Non-Heme Diiron Model Complexes Can Mediate Direct NO Reduction: Mechanistic Insight into Flavodiiron NO Reductases

Flavodiiron nitric oxide reductases (FNORs), a common enzyme family found in various types of pathogenic bacteria, are capable of reducing nitric oxide (NO) to nitrous oxide (N₂O) as a protective detoxification mechanism. Utilization of FNORs in pathogenic bacteria helps them survive and proliferate in the human body, thus causing chronic infections. In this paper, we present a new diiron model complex, [Fe₂((Py₂PhO₂)MP)(OPr)₂](OTf), with bridging propionate ligands (OPr^-) that is capable of directly reducing NO to N₂O in quantitative yield without the need to (super)reduce the complex. We first prepared the diferric precursor and characterized it by UV-vis, IR, NMR and Mössbauer spectroscopies, cyclic voltammetry, and mass spectrometry.
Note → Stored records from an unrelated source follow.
use std::path::{Path, PathBuf};

use anyhow::{bail, Context, Result};
use chrono::NaiveDate;
use serde::Deserialize;

const DEFAULT_CONFIG_PATH: &str = "config/default.toml";

#[derive(Debug, Clone, Deserialize)]
pub struct AppConfig {
    pub season: SeasonConfig,
    #[serde(default)]
    pub schedule: ScheduleConfig,
    pub qualification: QualificationConfig,
    #[serde(default)]
    pub resolution: ResolutionConfig,
    pub provider: ProviderConfig,
    pub rate_limit: RateLimitConfig,
    pub server: ServerConfig,
    pub monitoring: MonitoringConfig,
}

#[derive(Debug, Clone, Deserialize)]
pub struct SeasonConfig {
    pub year: i32,
}

#[derive(Debug, Clone, Default, Deserialize)]
pub struct ScheduleConfig {
    /// Fixed target date (YYYY-MM-DD). Today in local time when unset.
    pub date: Option<NaiveDate>,
}

/// What a batter's `sample_size` counts.
#[derive(Debug, Clone, Copy, PartialEq, Eq, Deserialize)]
#[serde(rename_all = "snake_case")]
pub enum SampleBasis {
    AtBats,
    PlateAppearances,
}

impl SampleBasis {
    pub fn as_str(&self) -> &'static str {
        match self {
            Self::AtBats => "at_bats",
            Self::PlateAppearances => "plate_appearances",
        }
    }
}

#[derive(Debug, Clone, Deserialize)]
pub struct QualificationConfig {
    pub min_batter_sample: u32,
    pub min_pitcher_sample: u32,
    pub batter_decimals: u32,
    pub pitcher_decimals: u32,
    pub batter_sample_basis: SampleBasis,
}

#[derive(Debug, Clone, Default, Deserialize)]
pub struct ResolutionConfig {
    pub max_batters_per_team: usize,
}

#[derive(Debug, Clone, Copy, PartialEq, Eq, Deserialize)]
#[serde(rename_all = "lowercase")]
pub enum ProviderKind {
    Statsapi,
    Fixture,
}

#[derive(Debug, Clone, Deserialize)]
pub struct ProviderConfig {
    pub kind: ProviderKind,
    pub base_url: String,
    pub timeout_seconds: u64,
    pub user_agent: String,
    pub max_teams: usize,
    pub batters_per_team: usize,
    pub min_batter_pool: usize,
    pub leaders_limit: usize,
    pub leaders_min_sample: u32,
    pub fixture_path: String,
}

#[derive(Debug, Clone, Deserialize)]
pub struct RateLimitConfig {
    pub requests_per_second: u32,
    pub burst_size: u32,
    pub backoff_base_ms: u64,
    pub backoff_max_ms: u64,
    pub max_retries: u32,
}

#[derive(Debug, Clone, Deserialize)]
pub struct ServerConfig {
    pub bind: String,
    pub port: u16,
    pub static_dir: String,
    pub snapshot_file: String,
    pub generate_on_startup: bool,
}

impl ServerConfig {
    pub fn snapshot_path(&self) -> PathBuf {
        Path::new(&self.static_dir).join(&self.snapshot_file)
    }
}

#[derive(Debug, Clone, Deserialize)]
pub struct MonitoringConfig {
    pub log_level: String,
    #[serde(default)]
    pub json: bool,
}

impl AppConfig {
    /// Load configuration from `config/default.toml` (or `$WHIFF_CONFIG`),
    /// then apply environment overrides.
    pub fn load() -> Result<Self> {
        dotenvy::dotenv().ok();

        let path = std::env::var("WHIFF_CONFIG").unwrap_or_else(|_| DEFAULT_CONFIG_PATH.to_string());
        let mut config = Self::from_file(Path::new(&path))?;
        config.apply_env_overrides()?;
        config.validate()?;

        Ok(config)
    }

    pub fn from_file(path: &Path) -> Result<Self> {
        let contents = std::fs::read_to_string(path)
            .with_context(|| format!("Failed to read config file: {}", path.display()))?;
        Self::from_toml(&contents)
            .with_context(|| format!("Failed to parse {}", path.display()))
    }

    pub fn from_toml(contents: &str) -> Result<Self> {
        let config: AppConfig = toml::from_str(contents)?;
        Ok(config)
    }

    fn apply_env_overrides(&mut self) -> Result<()> {
        if let Ok(season) = std::env::var("WHIFF_SEASON") {
            self.season.year = season
                .parse()
                .with_context(|| format!("WHIFF_SEASON is not a year: {season}"))?;
        }
        if let Ok(port) = std::env::var("WHIFF_PORT") {
            self.server.port = port
                .parse()
                .with_context(|| format!("WHIFF_PORT is not a port: {port}"))?;
        }
        if let Ok(date) = std::env::var("WHIFF_DATE") {
            self.schedule.date = Some(parse_date(&date)?);
        }
        if let Ok(kind) = std::env::var("WHIFF_PROVIDER") {
            self.provider.kind = match kind.to_lowercase().as_str() {
                "statsapi" => ProviderKind::Statsapi,
                "fixture" => ProviderKind::Fixture,
                other => bail!("WHIFF_PROVIDER must be 'statsapi' or 'fixture', got '{other}'"),
            };
        }
        Ok(())
    }

    pub fn validate(&self) -> Result<()> {
        if self.qualification.batter_decimals > 6 || self.qualification.pitcher_decimals > 6 {
            bail!("qualification decimals must be between 0 and 6");
        }
        if self.server.port == 0 {
            bail!("server.port must be non-zero");
        }
        if self.provider.kind == ProviderKind::Fixture && self.provider.fixture_path.is_empty() {
            bail!("provider.fixture_path is required when provider.kind = \"fixture\"");
        }
        Ok(())
    }
}

/// Parse a `YYYY-MM-DD` date.
pub fn parse_date(value: &str) -> Result<NaiveDate> {
    NaiveDate::parse_from_str(value.trim(), "%Y-%m-%d")
        .with_context(|| format!("Invalid date '{value}', expected YYYY-MM-DD"))
}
This complex can then conveniently be reduced to the diferrous complex using CoCp₂. Even though this diferrous complex is highly reactive, we have successfully isolated and characterized this species using X-ray crystallography and various spectroscopic techniques. Most importantly, upon reacting this diferrous complex with NO gas, we observe quantitative formation of N₂O via IR gas headspace analysis, the first demonstration of direct NO reduction by a non-heme diiron model complex. This finding directly supports recent mechanistic proposals for FNORs.